Qwen 3.5 Medium Series: Frontier AI That Fits on Your GPU

On February 24, 2026, Alibaba’s Qwen team expanded the Qwen 3.5 family with three new open-weight models — Qwen3.5-27B, Qwen3.5-35B-A3B, and Qwen3.5-122B-A10B — each designed to deliver frontier-level intelligence at a fraction of the compute cost of the 397B flagship released a week earlier. The release makes a pointed argument: with the right architecture, smaller can outperform bigger.

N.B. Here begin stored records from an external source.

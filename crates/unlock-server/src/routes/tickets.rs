use axum::extract::{Path, State};
use axum::http::StatusCode;
use axum::Json;
use serde::Deserialize;
use unlock_core::ticket::Ticket;
use unlock_core::types::{TicketKind, TicketPriority};
use unlock_core::UnlockError;

use crate::error::AppError;
use crate::state::AppState;

/// GET /api/tickets
pub async fn list_tickets(State(app): State<AppState>) -> Result<Json<Vec<Ticket>>, AppError> {
    let root = app.root.clone();
    let tickets = tokio::task::spawn_blocking(move || Ticket::list(&root))
        .await
        .map_err(|e| AppError(anyhow::anyhow!("task join error: {e}")))??;
    Ok(Json(tickets))
}

#[derive(Deserialize)]
pub struct CreateTicketBody {
    pub user_id: String,
    pub kind: TicketKind,
    pub title: String,
    pub description: String,
    pub priority: TicketPriority,
}

/// POST /api/tickets — general support ticket.
pub async fn create_ticket(
    State(app): State<AppState>,
    Json(body): Json<CreateTicketBody>,
) -> Result<(StatusCode, Json<Ticket>), AppError> {
    let root = app.root.clone();
    let ticket = tokio::task::spawn_blocking(move || {
        Ticket::create(
            &root,
            &body.user_id,
            body.kind,
            body.title,
            body.description,
            body.priority,
            None,
            None,
        )
    })
    .await
    .map_err(|e| AppError(anyhow::anyhow!("task join error: {e}")))??;
    Ok((StatusCode::CREATED, Json(ticket)))
}

#[derive(Deserialize)]
pub struct ComplaintBody {
    pub title: String,
    pub description: String,
}

/// POST /api/registered/{identifier}/complaint — the failure-screen handoff.
///
/// An unknown device is the caller's mistake and comes back 404. A storage
/// failure while writing the ticket is logged and swallowed: the customer has
/// already hit the scripted failure and gets the same terminal view either
/// way, so `submitted: false` is all the client needs.
pub async fn file_complaint(
    State(app): State<AppState>,
    Path(identifier): Path<String>,
    Json(body): Json<ComplaintBody>,
) -> Result<Json<serde_json::Value>, AppError> {
    let root = app.root.clone();
    let ident = identifier.clone();
    let result = tokio::task::spawn_blocking(move || {
        Ticket::file_complaint(&root, &ident, body.title, body.description)
    })
    .await
    .map_err(|e| AppError(anyhow::anyhow!("task join error: {e}")))?;

    match result {
        Ok(ticket) => Ok(Json(serde_json::json!({
            "submitted": true,
            "ticket_id": ticket.id,
        }))),
        Err(e @ (UnlockError::DeviceNotFound(_) | UnlockError::UserNotFound(_))) => {
            Err(AppError(e.into()))
        }
        Err(e) => {
            tracing::warn!("complaint submission for '{identifier}' failed: {e}");
            Ok(Json(serde_json::json!({ "submitted": false })))
        }
    }
}

/// POST /api/tickets/{id}/close — admin triage.
pub async fn close_ticket(
    State(app): State<AppState>,
    Path(id): Path<String>,
) -> Result<Json<Ticket>, AppError> {
    let root = app.root.clone();
    let ticket = tokio::task::spawn_blocking(move || {
        let mut ticket = Ticket::load(&root, &id)?;
        ticket.close(&root)?;
        Ok::<_, unlock_core::UnlockError>(ticket)
    })
    .await
    .map_err(|e| AppError(anyhow::anyhow!("task join error: {e}")))??;
    Ok(Json(ticket))
}

#[cfg(test)]
mod tests {
    use super::*;
    use unlock_core::device::{CatalogDevice, RegisteredDevice};
    use unlock_core::types::TicketStatus;
    use unlock_core::user::UserAccount;

    const IMEI: &str = "356938035643809";

    fn seeded_app(dir: &tempfile::TempDir) -> AppState {
        CatalogDevice::create(dir.path(), "galaxy-s23", "Samsung", "Galaxy S23", 1).unwrap();
        let mut user = UserAccount::create(dir.path(), "alice", "a@example.com").unwrap();
        user.grant_credits(3);
        user.save(dir.path()).unwrap();
        RegisteredDevice::register(dir.path(), IMEI, "alice", "galaxy-s23").unwrap();
        AppState::new(dir.path().to_path_buf())
    }

    #[tokio::test]
    async fn complaint_creates_high_priority_ticket() {
        let dir = tempfile::TempDir::new().unwrap();
        let app = seeded_app(&dir);

        let Json(body) = file_complaint(
            State(app.clone()),
            Path(IMEI.into()),
            Json(ComplaintBody {
                title: "Unlock failed".into(),
                description: "No refund offered".into(),
            }),
        )
        .await
        .unwrap();
        assert_eq!(body["submitted"], true);

        let Json(tickets) = list_tickets(State(app)).await.unwrap();
        assert_eq!(tickets.len(), 1);
        assert_eq!(tickets[0].kind, TicketKind::UnlockComplaint);
        assert_eq!(tickets[0].priority, TicketPriority::High);
        assert_eq!(tickets[0].imei.as_deref(), Some(IMEI));
    }

    #[tokio::test]
    async fn complaint_for_unknown_device_is_client_error() {
        let dir = tempfile::TempDir::new().unwrap();
        let app = AppState::new(dir.path().to_path_buf());

        let result = file_complaint(
            State(app),
            Path("490154203237518".into()),
            Json(ComplaintBody {
                title: "t".into(),
                description: "d".into(),
            }),
        )
        .await;
        assert!(result.is_err());
    }

    #[tokio::test]
    async fn close_ticket_flow() {
        let dir = tempfile::TempDir::new().unwrap();
        let app = seeded_app(&dir);

        let (_, Json(ticket)) = create_ticket(
            State(app.clone()),
            Json(CreateTicketBody {
                user_id: "alice".into(),
                kind: TicketKind::Billing,
                title: "Missing credits".into(),
                description: "Paid but not credited".into(),
                priority: TicketPriority::Normal,
            }),
        )
        .await
        .unwrap();

        let Json(closed) = close_ticket(State(app), Path(ticket.id)).await.unwrap();
        assert_eq!(closed.status, TicketStatus::Closed);
    }
}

Three interconnected neural network spheres representing the Qwen 3.5 Medium model series
Illustration generated by AI

Three Models, One Mission: Efficiency Without Compromise

The Qwen 3.5 Medium series ships three distinct models under the Apache 2.0 open-source license, available immediately on Hugging Face:

  • Qwen3.5-27B — A dense model with all 27 billion parameters active at inference, optimized for coding and instruction-following. It uses a 3:1 hybrid ratio of Gated DeltaNet layers to Gated Attention layers, enabling efficient linear-time processing of long sequences.
  • Qwen3.5-35B-A3B — A sparse Mixture-of-Experts model with 35B total parameters but only 3B active per forward pass. It routes tokens through 8 of 256 available experts, achieving high throughput on modest hardware — including consumer GPUs with 32GB VRAM for up to 1 million token contexts with YaRN scaling.
  • Qwen3.5-122B-A10B — The largest in the medium tier, with 122B total parameters and 10B active. Designed for complex agentic workflows requiring multi-step planning, it supports 1M+ context on server-grade 80GB GPUs.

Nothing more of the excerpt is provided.